Mohammadian Mehrbod, Morrissey Erin J, Knight Paulina C, Brusaferri Ludovica, Kim Minhae, Efthimiou Nikolaos, Murphy Jennifer P, Alshelh Zeynab, Grmek Grace, Schnieders Jack H, Chane Courtney A, Sandström Angelica, Catana Ciprian, Gilman Jodi M, Locascio Joseph J, Edwards Robert R, Zhang Yi, Napadow Vitaly, Loggia Marco L
Department of Radiology, Athinoula A. Martinos Center for Biomedical Imaging, Massachusetts General Hospital, Harvard Medical School, Boston, MA, United States.

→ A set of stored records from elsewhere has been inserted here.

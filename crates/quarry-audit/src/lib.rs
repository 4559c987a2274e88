// SPDX-FileCopyrightText: 2026 Quarry Contributors
// SPDX-License-Identifier: MIT OR Apache-2.0

//! Audit trail for question resolution.
//!
//! Every resolution attempt produces exactly one [`AuditLogEntry`]. Entries
//! are redacted on record, held in a bounded ring buffer, mirrored to the
//! console through `tracing`, and periodically flushed to an [`AuditSink`].
//! Audit failures are logged and never reach request callers.

pub mod entry;
pub mod logger;
pub mod sink;

pub use entry::{AuditContext, AuditLogEntry};
pub use logger::{AuditLogger, AuditStats};
pub use sink::{AuditError, AuditSink, JsonlFileSink};
// SPDX-FileCopyrightText: 2026 Quarry Contributors
// SPDX-License-Identifier: MIT OR Apache-2.0

//! Provider adapter trait for language-model integrations.

use async_trait::async_trait;

use crate::error::QuarryError;
use crate::traits::adapter::PluginAdapter;
use crate::types::{CompletionOptions, CompletionResponse, ProviderKind};

/// Uniform capability surface of every language-model provider.
///
/// Implementations must honor `options.timeout` (falling back to their own
/// configured timeout) by cancelling the in-flight call and returning
/// [`QuarryError::ProviderTimeout`]. Vendor error shapes are mapped into the
/// taxonomy before they leave the implementation.
#[async_trait]
pub trait ProviderAdapter: PluginAdapter {
    /// The provider family.
    fn kind(&self) -> ProviderKind;

    /// The model this handle sends requests to by default.
    fn model(&self) -> &str;

    /// Whether the handle holds everything it needs to make a call.
    fn is_ready(&self) -> bool;

    /// Single-shot natural-language completion.
    async fn complete(
        &self,
        prompt: &str,
        options: CompletionOptions,
    ) -> Result<CompletionResponse, QuarryError>;
}
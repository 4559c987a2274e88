// SPDX-FileCopyrightText: 2026 Quarry Contributors
// SPDX-License-Identifier: MIT OR Apache-2.0

//! Test harness for end-to-end integration testing.
//!
//! `TestHarness` assembles a complete [`QueryAgent`] with mock adapters and
//! an in-memory audit logger. Provides `ask()` to drive the full pipeline.

use std::sync::Arc;

use quarry_agent::{AgentResponse, QueryAgent};
use quarry_audit::AuditLogger;
use quarry_config::model::{AgentConfig, AuditConfig, LlmConfig, MatcherConfig, QuarryConfig};
use quarry_core::{CallerContext, RequestMeta};
use quarry_llm::{ProviderRegistry, StaticCredentials};
use quarry_security::SecretRegistry;

use crate::mock_oracle::MockPermissionOracle;
use crate::mock_provider::MockProvider;
use crate::recording_executor::RecordingExecutor;

/// Builder for creating test environments with configurable options.
pub struct TestHarnessBuilder {
    responses: Vec<String>,
    use_stub: bool,
    oracle: MockPermissionOracle,
    executor: RecordingExecutor,
    credentials: StaticCredentials,
    agent: AgentConfig,
    matcher: MatcherConfig,
    llm: LlmConfig,
    audit: AuditConfig,
}

impl TestHarnessBuilder {
    fn new() -> Self {
        Self {
            responses: Vec::new(),
            use_stub: false,
            oracle: MockPermissionOracle::new(),
            executor: RecordingExecutor::new(),
            credentials: StaticCredentials::new(),
            agent: AgentConfig::default(),
            matcher: MatcherConfig::default(),
            llm: LlmConfig::default(),
            audit: AuditConfig {
                log_to_console: false,
                log_to_file: false,
                ..AuditConfig::default()
            },
        }
    }

    /// Scripted provider replies, consumed in order.
    pub fn with_mock_responses(mut self, responses: Vec<String>) -> Self {
        self.responses = responses;
        self
    }

    /// Use the registry's built-in stub instead of the scripted mock.
    pub fn with_stub_provider(mut self) -> Self {
        self.use_stub = true;
        self
    }

    pub fn with_oracle(mut self, oracle: MockPermissionOracle) -> Self {
        self.oracle = oracle;
        self
    }

    pub fn with_executor(mut self, executor: RecordingExecutor) -> Self {
        self.executor = executor;
        self
    }

    pub fn with_credentials(mut self, credentials: StaticCredentials) -> Self {
        self.credentials = credentials;
        self
    }

    pub fn with_agent_config(mut self, agent: AgentConfig) -> Self {
        self.agent = agent;
        self
    }

    pub fn with_matcher_config(mut self, matcher: MatcherConfig) -> Self {
        self.matcher = matcher;
        self
    }

    pub fn with_llm_config(mut self, llm: LlmConfig) -> Self {
        self.llm = llm;
        self
    }

    pub fn with_audit_config(mut self, audit: AuditConfig) -> Self {
        self.audit = audit;
        self
    }

    pub fn build(self) -> TestHarness {
        let provider = Arc::new(MockProvider::with_responses(self.responses));
        let mut registry = ProviderRegistry::new(self.llm.clone(), Arc::new(self.credentials));
        if !self.use_stub {
            registry = registry.with_instance(provider.clone());
        }

        let oracle = Arc::new(self.oracle);
        let executor = Arc::new(self.executor);
        let audit = Arc::new(AuditLogger::new(self.audit.clone(), SecretRegistry::new()));
        let config = QuarryConfig {
            agent: self.agent,
            matcher: self.matcher,
            llm: self.llm,
            audit: self.audit,
        };

        let agent = QueryAgent::from_config(
            &config,
            Arc::new(registry),
            oracle.clone(),
            executor.clone(),
            audit.clone(),
        );

        TestHarness {
            agent,
            provider,
            oracle,
            executor,
            audit,
        }
    }
}

/// A fully assembled agent plus handles to every mock behind it.
pub struct TestHarness {
    pub agent: QueryAgent,
    pub provider: Arc<MockProvider>,
    pub oracle: Arc<MockPermissionOracle>,
    pub executor: Arc<RecordingExecutor>,
    pub audit: Arc<AuditLogger>,
}

impl TestHarness {
    pub fn builder() -> TestHarnessBuilder {
        TestHarnessBuilder::new()
    }

    /// Sends one question through the pipeline with empty request metadata.
    pub async fn ask(&self, question: &str, caller: &CallerContext) -> AgentResponse {
        self.agent
            .resolve_and_execute(question, caller, &RequestMeta::default())
            .await
    }

    pub async fn ask_with(
        &self,
        question: &str,
        caller: &CallerContext,
        meta: &RequestMeta,
    ) -> AgentResponse {
        self.agent.resolve_and_execute(question, caller, meta).await
    }
}
// SPDX-FileCopyrightText: 2026 Quarry Contributors
// SPDX-License-Identifier: MIT OR Apache-2.0

//! Confidence-scored template matching.
//!
//! The scan is exhaustive: every pattern of every template is tried, and
//! only the highest confidence decides the winner. Matching is pure and
//! synchronous; no I/O happens here.

use quarry_config::model::MatcherConfig;
use tracing::{debug, info};

use crate::library::{Template, TemplateLibrary};
use crate::params::Params;

/// Words that earn the action-verb bonus.
const ACTION_VERBS: &[&str] = &["show", "list", "find"];

/// An accepted match, ready for query building.
#[derive(Debug, Clone)]
pub struct TemplateMatch<'a> {
    pub template: &'a Template,
    pub params: Params,
    pub confidence: f64,
}

/// Full outcome of a scan, distinguishing the two ways of not matching.
#[derive(Debug, Clone)]
pub enum MatchOutcome<'a> {
    Matched(TemplateMatch<'a>),
    /// At least one pattern hit, but the best confidence was under the threshold.
    BelowThreshold {
        template_id: &'static str,
        confidence: f64,
    },
    /// No pattern in the library matched.
    NoPattern,
}

impl<'a> MatchOutcome<'a> {
    pub fn into_match(self) -> Option<TemplateMatch<'a>> {
        match self {
            MatchOutcome::Matched(m) => Some(m),
            _ => None,
        }
    }
}

/// Scores questions against a [`TemplateLibrary`].
#[derive(Debug, Clone)]
pub struct TemplateMatcher<'a> {
    library: &'a TemplateLibrary,
    settings: MatcherConfig,
}

impl TemplateMatcher<'static> {
    /// Matcher over the built-in library with default heuristics.
    pub fn standard() -> Self {
        Self::new(TemplateLibrary::standard(), MatcherConfig::default())
    }
}

impl<'a> TemplateMatcher<'a> {
    pub fn new(library: &'a TemplateLibrary, settings: MatcherConfig) -> Self {
        Self { library, settings }
    }

    pub fn library(&self) -> &'a TemplateLibrary {
        self.library
    }

    pub fn threshold(&self) -> f64 {
        self.settings.confidence_threshold
    }

    /// The best match at or above the threshold, if any.
    pub fn find_best_match(&self, question: &str) -> Option<TemplateMatch<'a>> {
        self.evaluate(question).into_match()
    }

    /// Scan the library and report what happened.
    pub fn evaluate(&self, question: &str) -> MatchOutcome<'a> {
        let normalized = question.trim().to_lowercase();
        let total_chars = normalized.chars().count();
        if total_chars == 0 {
            debug!("empty question, nothing to match");
            return MatchOutcome::NoPattern;
        }

        let mut best: Option<(&'a Template, f64)> = None;
        for template in self.library.templates() {
            for pattern in &template.patterns {
                let Some(m) = pattern.find(&normalized) else {
                    continue;
                };
                let span_chars = m.as_str().chars().count();
                let confidence = self.confidence(span_chars, total_chars, &normalized);
                debug!(
                    template = template.id,
                    confidence,
                    pattern = %truncate(pattern.as_str(), 60),
                    "pattern matched"
                );
                // Strictly greater: ties keep the earlier pair.
                if best.is_none_or(|(_, c)| confidence > c) {
                    best = Some((template, confidence));
                }
            }
        }

        let Some((template, confidence)) = best else {
            info!(question_len = total_chars, "no template pattern matched");
            return MatchOutcome::NoPattern;
        };

        if confidence < self.settings.confidence_threshold {
            info!(
                template = template.id,
                confidence,
                threshold = self.settings.confidence_threshold,
                "best template match below threshold"
            );
            return MatchOutcome::BelowThreshold {
                template_id: template.id,
                confidence,
            };
        }

        // Extraction runs on the trimmed original so names keep their casing.
        let params = template.extract_params(question.trim());
        debug!(template = template.id, confidence, ?params, "template match accepted");
        MatchOutcome::Matched(TemplateMatch {
            template,
            params,
            confidence,
        })
    }

    /// `min(1, coverage + bonus)` where coverage is the matched share of the
    /// normalized question.
    pub fn confidence(&self, matched_chars: usize, total_chars: usize, normalized: &str) -> f64 {
        if total_chars == 0 {
            return 0.0;
        }
        let coverage = matched_chars as f64 / total_chars as f64;
        (coverage + self.bonus(normalized)).min(1.0)
    }

    fn bonus(&self, normalized: &str) -> f64 {
        let mut bonus = 0.0;
        if ACTION_VERBS.iter().any(|v| normalized.contains(v)) {
            bonus += self.settings.action_verb_bonus;
        }
        if normalized.contains("all") {
            bonus += self.settings.all_keyword_bonus;
        }
        bonus
    }
}

fn truncate(s: &str, max: usize) -> &str {
    match s.char_indices().nth(max) {
        Some((idx, _)) => &s[..idx],
        None => s,
    }
}
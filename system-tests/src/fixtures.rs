// system-tests/src/fixtures.rs
// ============================================================================
// Module: Cross-Backend Fixtures
// Description: Backend construction helpers for system-test scenarios.
// Purpose: Execute one scenario body against every backend implementation.
// Dependencies: switch-ledger-core, switch-ledger-store-sqlite, tempfile
// ============================================================================

//! ## Overview
//! [`with_each_backend`] runs a scenario against the in-memory backend and a
//! fresh `SQLite` database in a temp directory. Scenario bodies receive the
//! backend behind [`SharedKeyValueBackend`] plus a label for assertion
//! messages.

// ============================================================================
// SECTION: Imports
// ============================================================================

use switch_ledger_core::MemoryBackend;
use switch_ledger_core::SharedKeyValueBackend;
use switch_ledger_store_sqlite::SqliteBackend;
use switch_ledger_store_sqlite::SqliteBackendConfig;
use tempfile::TempDir;

// ============================================================================
// SECTION: Fixtures
// ============================================================================

/// Builds a fresh in-memory backend.
#[must_use]
pub fn memory_backend() -> SharedKeyValueBackend {
    SharedKeyValueBackend::from_backend(MemoryBackend::new())
}

/// Builds a fresh `SQLite` backend in a new temp directory.
///
/// The returned [`TempDir`] must outlive the backend.
///
/// # Panics
///
/// Panics when the temp directory or the database cannot be created; system
/// tests treat that as an environment failure.
#[must_use]
#[allow(clippy::expect_used, reason = "Fixture setup failures should abort the test run.")]
pub fn sqlite_backend() -> (TempDir, SharedKeyValueBackend) {
    let dir = TempDir::new().expect("create temp dir");
    let config = SqliteBackendConfig::for_path(dir.path().join("ledger.db"));
    let backend = SqliteBackend::open(&config).expect("open sqlite backend");
    (dir, SharedKeyValueBackend::from_backend(backend))
}

/// Runs a scenario body against every backend implementation.
pub fn with_each_backend(scenario: impl Fn(&str, SharedKeyValueBackend)) {
    scenario("memory", memory_backend());
    let (_dir, backend) = sqlite_backend();
    scenario("sqlite", backend);
}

Department of Psychiatry, Massachusetts General Hospital, Harvard Medical School, Boston, MA, United States.
Pain. 2025 Apr 9;166(9):2044-2053. doi: 10.1097/j.pain.0000000000003543.
Our group has shown that translocator protein (TSPO) levels, a putative marker of neuroinflammation, are increased in the brain and spinal cord of patients with chronic low back pain (cLBP). Whether neuroinflammation might be a therapeutic target for this condition is unknown. In this phase II double-blind, placebo-controlled, randomized clinical trial, we sought to evaluate whether the tetracycline antibiotic minocycline, which is commonly used as a glial inhibitor in preclinical models, has an effect on brain TSPO levels in adults with cLBP. Participants randomly received 100-mg minocycline or placebo, once a day for 2 weeks. The primary outcome was the change (pretreatment vs posttreatment) in thalamic TSPO levels, measured using [11C]PBR28 positron emission tomography signal (standardized uptake value ratio) and analyzed with a mixed effect model. Secondary outcome measures included the change in Brief Pain Inventory, severity subscore. Among 60 enrolled participants, 48 completed the trial. Of these, 25 received minocycline (age [years], mean ± SD: 44.6 ± 16.9; 9 female), and 23 received placebo (49 ± 17.1; 9 female). The mean thalamic positron emission tomography standard uptake value ratio was very stable across visits in both groups, with no significant group-by-time interaction (P = 0.956). Similarly, both groups demonstrated a comparable decrease over time in Brief Pain Inventory severity scores (P = 0.018) and no significant group-by-time interaction (P = 0.329). Our results suggest that minocycline, at the tested regimen, may neither reduce brain TSPO levels nor have clinically meaningful effects on clinical pain in patients with cLBP.
我们的研究小组已经表明,转运蛋白(TSPO)水平,一种假定的神经炎症标志物,在慢性腰痛(cLBP)患者的大脑和脊髓中升高。神经炎症是否可能成为这种疾病的治疗靶点尚不清楚。在这项II期双盲、安慰剂对照、随机临床试验中,我们试图评估四环素抗生素米诺环素(在临床前模型中常用作神经胶质抑制剂)对患有cLBP的成年人脑TSPO水平是否有影响。参与者随机接受100毫克米诺环素或安慰剂,每天一次,持续2周。主要结局是使用[11C]PBR28正电子发射断层扫描信号(标准化摄取值比率)测量并通过混合效应模型分析的丘脑TSPO水平的变化(治疗前与治疗后)。次要结局指标包括简明疼痛量表严重程度子评分的变化。在60名登记参与者中,48名完成了试验。其中,25名接受了米诺环素治疗(年龄[岁],平均值±标准差:44.6±16.9;9名女性),23名接受了安慰剂治疗(49±17.1;9名女性)。两组在各次访视中丘脑正电子发射断层扫描标准化摄取值比率均非常稳定,无显著的组×时间交互作用(P = 0.956)。同样,两组在简明疼痛量表严重程度评分上均随时间呈现出可比的下降(P = 0.018),且无显著的组×时间交互作用(P = 0.329)。我们的结果表明,在所测试的方案下,米诺环素可能既不会降低脑TSPO水平,也不会对cLBP患者的临床疼痛产生具有临床意义的影响。